THE PROBLEM
Give only the number of lines in the records below that contain the word "bool".

RECORDS FOR THIS EXERCISE
::::

//! Attribute completions for the attribute name under the cursor.
//!
//! A request flows one way: the namespace of the typed attribute picks the
//! packages to search ([`namespace`](crate::namespace)), each package yields the
//! styleables applicable to the node ([`hierarchy`](crate::hierarchy)), and the
//! attributes of those styleables are filtered against the typed text here.

use std::cmp::Reverse;
use std::collections::HashSet;

use tracing::{debug, instrument};

use crate::config::CompletionsConfig;
use crate::document::{Attribute, Document};
use crate::error::CompletionError;
use crate::hierarchy::{HierarchyResolver, StyleableSet};
use crate::matcher::{Match, Matcher};
use crate::namespace::{fan_out, targets_for_namespace};
use crate::resource::{AttrFormat, PackageName, ResourceRegistry};
use crate::utils::MaxVec;
use crate::widget::WidgetTable;

/// Inserted at the cursor so a half-typed attribute still tokenizes.
pub const CARET_MARKER: &str = "LayoutAttrsCaret";

#[derive(Clone, Debug, PartialEq, Eq)]
pub struct CompletionCandidate {
	pub name: String,
	/// Namespace prefix to insert, empty for unprefixed attributes.
	pub prefix: String,
	pub package: PackageName,
	pub format: AttrFormat,
	pub quality: Match,
}

impl CompletionCandidate {
	pub fn label(&self) -> String {
		qualified(&self.prefix, &self.name)
	}
}

#[derive(Debug, Default)]
pub struct CompletionList {
	pub items: Vec<CompletionCandidate>,
	/// More candidates matched than the configured limit allows.
	pub is_incomplete: bool,
}

/// What the typed text is matched against.
#[derive(Clone, Copy, Debug)]
pub enum Needle<'a> {
	/// The prefix is bound to a namespace: match the bare attribute name.
	Local(&'a str),
	/// No namespace yet: match `prefix:name` or the bare name, whichever is better.
	Unqualified(&'a str),
}

/// Everything a request reads. Nothing in here is mutated.
pub struct CompletionContext<'a> {
	pub widgets: &'a dyn WidgetTable,
	pub resources: &'a ResourceRegistry,
	pub matcher: &'a dyn Matcher,
	pub config: CompletionsConfig,
}

fn qualified(prefix: &str, name: &str) -> String {
	if prefix.is_empty() {
		name.to_string()
	} else {
		format!("{prefix}:{name}")
	}
}

/// Turns every attribute of `groups` that matches `needle` into a candidate.
///
/// Attributes sharing a name are all kept, even within one package.
pub fn assemble<M>(groups: &StyleableSet<'_>, needle: Needle<'_>, prefix: &str, matcher: &M) -> Vec<CompletionCandidate>
where
	M: Matcher + ?Sized,
{
	let mut out = vec![];
	for group in groups.values() {
		for attr in &group.attributes {
			let quality = match needle {
				Needle::Local(typed) => matcher.classify(&attr.name, typed),
				Needle::Unqualified(typed) => {
					let label = qualified(prefix, &attr.name);
					matcher.classify(&label, typed).max(matcher.classify(&attr.name, typed))
				}
			};
			if quality == Match::None {
				continue;
			}
			out.push(CompletionCandidate {
				name: attr.name.clone(),
				prefix: prefix.to_string(),
				package: attr.package,
				format: attr.format,
				quality,
			});
		}
	}
	out
}

/// A document with [`CARET_MARKER`] spliced in at the cursor.
#[derive(Debug)]
pub struct CompletionRequest {
	pub text: String,
	/// The cursor, which is also where the marker starts.
	pub offset: usize,
}

#[inline]
fn is_name_char(ch: char) -> bool {
	ch.is_alphanumeric() || matches!(ch, '_' | '-' | '.' | ':')
}

impl CompletionRequest {
	/// Inserts the marker at `offset`, followed by `=""` unless the name under
	/// the cursor already has a value.
	pub fn prepare(text: &str, offset: usize) -> Result<Self, CompletionError> {
		if !text.is_char_boundary(offset) {
			return Err(CompletionError::invalid_request(offset));
		}
		let (head, rest) = text.split_at(offset);
		let name_end = rest.find(|ch: char| !is_name_char(ch)).unwrap_or(rest.len());
		let (name_tail, rest) = rest.split_at(name_end);
		let has_value = rest.trim_start().starts_with('=');

		let mut prepared = String::with_capacity(text.len() + CARET_MARKER.len() + 4);
		prepared.push_str(head);
		prepared.push_str(CARET_MARKER);
		prepared.push_str(name_tail);
		if !has_value {
			prepared.push_str("=\"\" ");
		}
		prepared.push_str(rest);
		Ok(CompletionRequest { text: prepared, offset })
	}
}

/// Completes the attribute name at `offset` in the unprepared `text`.
#[instrument(skip_all, fields(offset = offset))]
pub fn complete(text: &str, offset: usize, ctx: &CompletionContext<'_>) -> Result<CompletionList, CompletionError> {
	let request = CompletionRequest::prepare(text, offset)?;
	let document = Document::parse(&request.text)?;
	complete_in(&document, request.offset, ctx)
}

/// Completes the attribute name at `offset` in an already parsed document.
///
/// Everything from the start of the name up to `offset` counts as typed.
pub fn complete_in(
	document: &Document,
	offset: usize,
	ctx: &CompletionContext<'_>,
) -> Result<CompletionList, CompletionError> {
	let Some((node, attr_idx)) = document.find_attribute_at(offset) else {
		debug!(offset, "no attribute at offset");
		return Err(CompletionError::invalid_request(offset));
	};
	let attributes = &document[node].attributes;
	let attr = &attributes[attr_idx];
	let name = attr.name();
	let Some(typed) = name.get(..offset - attr.name_span.start) else {
		return Err(CompletionError::invalid_request(offset));
	};

	let resolver = HierarchyResolver::new(ctx.widgets);
	let mut candidates = vec![];
	let bound = match typed.split_once(':') {
		Some((prefix, local)) => document.namespace_uri(node, prefix).map(|uri| (prefix, uri, local)),
		None => None,
	};
	match bound {
		Some((prefix, uri, local)) => {
			for target in targets_for_namespace(uri, prefix, ctx.resources) {
				let groups = resolver.resolve(document, node, target.package);
				candidates.extend(assemble(&groups, Needle::Local(local), &target.prefix, ctx.matcher));
			}
		}
		None => {
			for target in fan_out(document, node, ctx.resources) {
				let groups = resolver.resolve(document, node, target.package);
				candidates.extend(assemble(&groups, Needle::Unqualified(typed), &target.prefix, ctx.matcher));
			}
		}
	}

	debug!(
		tag = %document[node].tag,
		typed,
		candidates = candidates.len(),
		"assembled completions"
	);
	Ok(finish(candidates, attributes, attr_idx, &ctx.config))
}

/// Downstream filtering: drops attributes already set, ranks, de-duplicates
/// and truncates.
fn finish(
	mut candidates: Vec<CompletionCandidate>,
	attributes: &[Attribute],
	current: usize,
	config: &CompletionsConfig,
) -> CompletionList {
	if config.skip_existing {
		let present = attributes
			.iter()
			.enumerate()
			.filter(|(idx, attr)| *idx != current && !attr.is_namespace_declaration())
			.map(|(_, attr)| attr.name())
			.collect::<HashSet<_>>();
		candidates.retain(|candidate| !present.contains(&candidate.label()));
	}
	candidates.sort_by_cached_key(|candidate| (Reverse(candidate.quality), candidate.label(), candidate.package));
	if config.dedup {
		candidates.dedup_by(|next, prev| {
			next.prefix == prev.prefix && next.name == prev.name && next.package == prev.package
		});
	}
	let mut items = MaxVec::new(config.limit);
	items.extend(candidates);
	CompletionList {
		is_incomplete: items.overflowed(),
		items: items.into_inner(),
	}
}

::::

TASK OUTPUT
2